Directions for this task | Scan the entries line by line and return those with "diagnostics".

Task input |
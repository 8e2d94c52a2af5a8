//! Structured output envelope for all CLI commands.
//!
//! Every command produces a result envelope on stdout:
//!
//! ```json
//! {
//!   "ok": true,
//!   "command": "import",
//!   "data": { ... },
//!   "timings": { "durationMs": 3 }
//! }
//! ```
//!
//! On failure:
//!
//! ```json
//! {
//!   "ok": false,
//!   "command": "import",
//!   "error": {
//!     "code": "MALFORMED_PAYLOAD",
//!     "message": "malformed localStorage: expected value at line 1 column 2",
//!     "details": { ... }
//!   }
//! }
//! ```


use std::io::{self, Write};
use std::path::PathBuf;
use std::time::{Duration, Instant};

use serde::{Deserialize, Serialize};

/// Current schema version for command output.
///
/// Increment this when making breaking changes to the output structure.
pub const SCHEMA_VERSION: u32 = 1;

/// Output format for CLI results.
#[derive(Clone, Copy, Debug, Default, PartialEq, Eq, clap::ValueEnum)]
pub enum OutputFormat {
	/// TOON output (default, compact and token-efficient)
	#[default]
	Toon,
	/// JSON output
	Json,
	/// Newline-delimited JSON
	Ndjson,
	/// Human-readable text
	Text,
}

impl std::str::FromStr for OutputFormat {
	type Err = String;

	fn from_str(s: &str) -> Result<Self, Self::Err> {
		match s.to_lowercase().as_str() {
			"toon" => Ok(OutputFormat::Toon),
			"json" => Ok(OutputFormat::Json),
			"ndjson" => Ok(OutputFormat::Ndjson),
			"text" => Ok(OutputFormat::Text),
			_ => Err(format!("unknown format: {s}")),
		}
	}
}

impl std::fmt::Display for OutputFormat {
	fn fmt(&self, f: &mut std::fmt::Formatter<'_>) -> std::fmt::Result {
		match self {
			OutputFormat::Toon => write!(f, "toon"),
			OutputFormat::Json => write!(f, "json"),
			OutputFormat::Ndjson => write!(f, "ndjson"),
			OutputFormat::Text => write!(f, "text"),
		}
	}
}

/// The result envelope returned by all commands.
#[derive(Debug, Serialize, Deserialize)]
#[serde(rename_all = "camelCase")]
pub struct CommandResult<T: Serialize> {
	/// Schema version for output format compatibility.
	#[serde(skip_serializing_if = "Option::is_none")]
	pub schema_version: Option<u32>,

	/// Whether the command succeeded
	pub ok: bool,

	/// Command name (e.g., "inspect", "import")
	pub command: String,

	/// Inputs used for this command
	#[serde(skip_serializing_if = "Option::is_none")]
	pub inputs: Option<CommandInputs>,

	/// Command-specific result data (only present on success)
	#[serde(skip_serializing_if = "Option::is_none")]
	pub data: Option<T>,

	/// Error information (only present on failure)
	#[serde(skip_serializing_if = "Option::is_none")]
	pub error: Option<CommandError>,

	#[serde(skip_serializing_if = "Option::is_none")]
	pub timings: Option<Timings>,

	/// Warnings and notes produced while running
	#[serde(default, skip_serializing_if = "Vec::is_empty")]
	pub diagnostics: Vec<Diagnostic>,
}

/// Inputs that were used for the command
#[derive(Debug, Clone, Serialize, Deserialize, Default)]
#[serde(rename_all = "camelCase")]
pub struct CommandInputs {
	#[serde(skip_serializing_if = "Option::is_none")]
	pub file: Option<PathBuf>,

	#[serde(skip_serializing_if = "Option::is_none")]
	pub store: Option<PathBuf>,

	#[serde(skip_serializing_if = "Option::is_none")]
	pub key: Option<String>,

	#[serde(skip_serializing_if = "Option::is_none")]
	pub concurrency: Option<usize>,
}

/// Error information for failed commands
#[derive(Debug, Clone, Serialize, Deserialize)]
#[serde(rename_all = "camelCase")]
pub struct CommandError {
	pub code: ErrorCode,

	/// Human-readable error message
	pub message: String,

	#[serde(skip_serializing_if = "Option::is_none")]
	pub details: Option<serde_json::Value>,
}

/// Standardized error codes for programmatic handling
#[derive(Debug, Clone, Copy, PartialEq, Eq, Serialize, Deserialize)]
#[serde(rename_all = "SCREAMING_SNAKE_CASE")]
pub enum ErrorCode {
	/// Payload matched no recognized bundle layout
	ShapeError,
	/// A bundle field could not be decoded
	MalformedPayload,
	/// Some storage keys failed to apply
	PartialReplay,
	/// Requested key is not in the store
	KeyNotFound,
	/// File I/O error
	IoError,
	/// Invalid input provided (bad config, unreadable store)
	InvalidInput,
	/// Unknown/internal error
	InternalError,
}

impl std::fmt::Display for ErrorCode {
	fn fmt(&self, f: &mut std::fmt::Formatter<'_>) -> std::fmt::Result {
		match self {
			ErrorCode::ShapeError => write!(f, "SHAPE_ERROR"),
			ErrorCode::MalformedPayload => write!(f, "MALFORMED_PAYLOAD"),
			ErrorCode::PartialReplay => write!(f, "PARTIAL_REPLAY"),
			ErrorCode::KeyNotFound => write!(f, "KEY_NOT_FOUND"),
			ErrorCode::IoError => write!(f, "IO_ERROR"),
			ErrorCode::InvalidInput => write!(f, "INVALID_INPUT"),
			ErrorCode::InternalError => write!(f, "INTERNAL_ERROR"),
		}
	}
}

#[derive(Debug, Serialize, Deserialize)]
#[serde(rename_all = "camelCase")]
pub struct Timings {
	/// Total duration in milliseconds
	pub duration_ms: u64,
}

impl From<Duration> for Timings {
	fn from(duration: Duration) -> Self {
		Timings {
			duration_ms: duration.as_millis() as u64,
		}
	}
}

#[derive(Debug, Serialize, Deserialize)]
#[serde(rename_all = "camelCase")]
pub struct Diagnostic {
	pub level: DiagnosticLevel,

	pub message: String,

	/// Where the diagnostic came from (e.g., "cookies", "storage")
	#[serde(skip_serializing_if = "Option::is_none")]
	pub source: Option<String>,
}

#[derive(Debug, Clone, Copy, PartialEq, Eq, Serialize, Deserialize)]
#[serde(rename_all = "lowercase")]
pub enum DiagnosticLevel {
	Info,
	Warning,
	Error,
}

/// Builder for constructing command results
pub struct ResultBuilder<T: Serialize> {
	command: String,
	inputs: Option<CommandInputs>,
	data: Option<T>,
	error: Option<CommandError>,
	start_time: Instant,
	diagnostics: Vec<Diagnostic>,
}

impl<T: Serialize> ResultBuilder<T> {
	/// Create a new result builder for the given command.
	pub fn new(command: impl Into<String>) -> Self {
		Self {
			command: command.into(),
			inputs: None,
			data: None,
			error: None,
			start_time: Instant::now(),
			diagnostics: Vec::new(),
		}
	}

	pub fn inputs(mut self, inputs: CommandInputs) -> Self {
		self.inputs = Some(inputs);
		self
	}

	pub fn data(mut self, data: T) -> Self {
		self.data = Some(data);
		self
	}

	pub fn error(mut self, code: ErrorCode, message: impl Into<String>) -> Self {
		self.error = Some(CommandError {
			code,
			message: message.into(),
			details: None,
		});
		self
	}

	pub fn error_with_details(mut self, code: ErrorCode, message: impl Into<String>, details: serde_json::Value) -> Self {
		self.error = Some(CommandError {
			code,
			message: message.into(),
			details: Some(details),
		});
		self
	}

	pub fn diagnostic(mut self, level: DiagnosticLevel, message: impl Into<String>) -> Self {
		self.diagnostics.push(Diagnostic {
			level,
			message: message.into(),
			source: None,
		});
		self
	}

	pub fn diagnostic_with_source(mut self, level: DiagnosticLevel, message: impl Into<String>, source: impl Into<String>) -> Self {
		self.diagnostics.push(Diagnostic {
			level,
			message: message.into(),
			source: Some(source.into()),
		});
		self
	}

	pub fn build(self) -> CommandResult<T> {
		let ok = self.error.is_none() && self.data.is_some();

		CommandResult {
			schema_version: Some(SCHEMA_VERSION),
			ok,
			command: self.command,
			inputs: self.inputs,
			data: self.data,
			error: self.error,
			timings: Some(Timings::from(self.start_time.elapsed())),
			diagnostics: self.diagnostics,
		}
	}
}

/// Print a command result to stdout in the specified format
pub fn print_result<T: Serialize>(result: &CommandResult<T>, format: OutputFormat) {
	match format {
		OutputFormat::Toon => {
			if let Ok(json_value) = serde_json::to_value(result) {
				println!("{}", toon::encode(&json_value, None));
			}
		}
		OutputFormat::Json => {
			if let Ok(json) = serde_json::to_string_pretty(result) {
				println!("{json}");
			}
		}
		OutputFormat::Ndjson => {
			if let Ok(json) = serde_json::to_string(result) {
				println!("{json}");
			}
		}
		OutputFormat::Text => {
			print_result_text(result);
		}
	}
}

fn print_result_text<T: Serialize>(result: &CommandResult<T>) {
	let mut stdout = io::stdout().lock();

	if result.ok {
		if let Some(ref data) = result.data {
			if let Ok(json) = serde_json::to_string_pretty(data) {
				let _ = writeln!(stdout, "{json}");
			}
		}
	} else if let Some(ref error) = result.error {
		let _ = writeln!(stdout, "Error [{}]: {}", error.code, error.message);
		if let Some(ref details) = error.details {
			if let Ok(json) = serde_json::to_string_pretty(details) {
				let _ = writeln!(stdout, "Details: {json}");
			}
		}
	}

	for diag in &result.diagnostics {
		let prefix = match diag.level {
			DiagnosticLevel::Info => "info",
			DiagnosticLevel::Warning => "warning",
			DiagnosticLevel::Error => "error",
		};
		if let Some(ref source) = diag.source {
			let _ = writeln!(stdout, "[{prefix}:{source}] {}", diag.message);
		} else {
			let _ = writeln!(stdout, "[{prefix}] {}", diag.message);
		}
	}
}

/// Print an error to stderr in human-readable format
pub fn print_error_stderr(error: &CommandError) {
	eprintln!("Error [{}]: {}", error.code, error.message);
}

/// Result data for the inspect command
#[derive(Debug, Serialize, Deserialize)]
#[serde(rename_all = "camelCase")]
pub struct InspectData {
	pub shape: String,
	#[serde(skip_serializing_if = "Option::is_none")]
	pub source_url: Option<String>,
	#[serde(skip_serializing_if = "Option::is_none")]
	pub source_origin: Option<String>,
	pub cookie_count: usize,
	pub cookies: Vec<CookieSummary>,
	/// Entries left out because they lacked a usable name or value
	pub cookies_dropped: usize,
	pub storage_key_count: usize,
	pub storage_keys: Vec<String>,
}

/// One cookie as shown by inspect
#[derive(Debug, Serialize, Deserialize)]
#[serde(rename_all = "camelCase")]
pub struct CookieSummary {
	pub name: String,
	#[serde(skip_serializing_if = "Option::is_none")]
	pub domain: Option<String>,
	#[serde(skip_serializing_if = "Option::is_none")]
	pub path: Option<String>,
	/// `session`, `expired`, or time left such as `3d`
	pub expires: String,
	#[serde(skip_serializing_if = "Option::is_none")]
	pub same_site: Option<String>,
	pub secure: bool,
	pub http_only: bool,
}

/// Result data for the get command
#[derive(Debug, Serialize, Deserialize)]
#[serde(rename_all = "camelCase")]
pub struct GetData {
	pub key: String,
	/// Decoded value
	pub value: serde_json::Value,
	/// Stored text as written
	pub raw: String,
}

Answer box |
	pub diagnostics: Vec<Diagnostic>,
	diagnostics: Vec<Diagnostic>,
			diagnostics: Vec::new(),
		self.diagnostics.push(Diagnostic {
		self.diagnostics.push(Diagnostic {
			diagnostics: self.diagnostics,
	for diag in &result.diagnostics {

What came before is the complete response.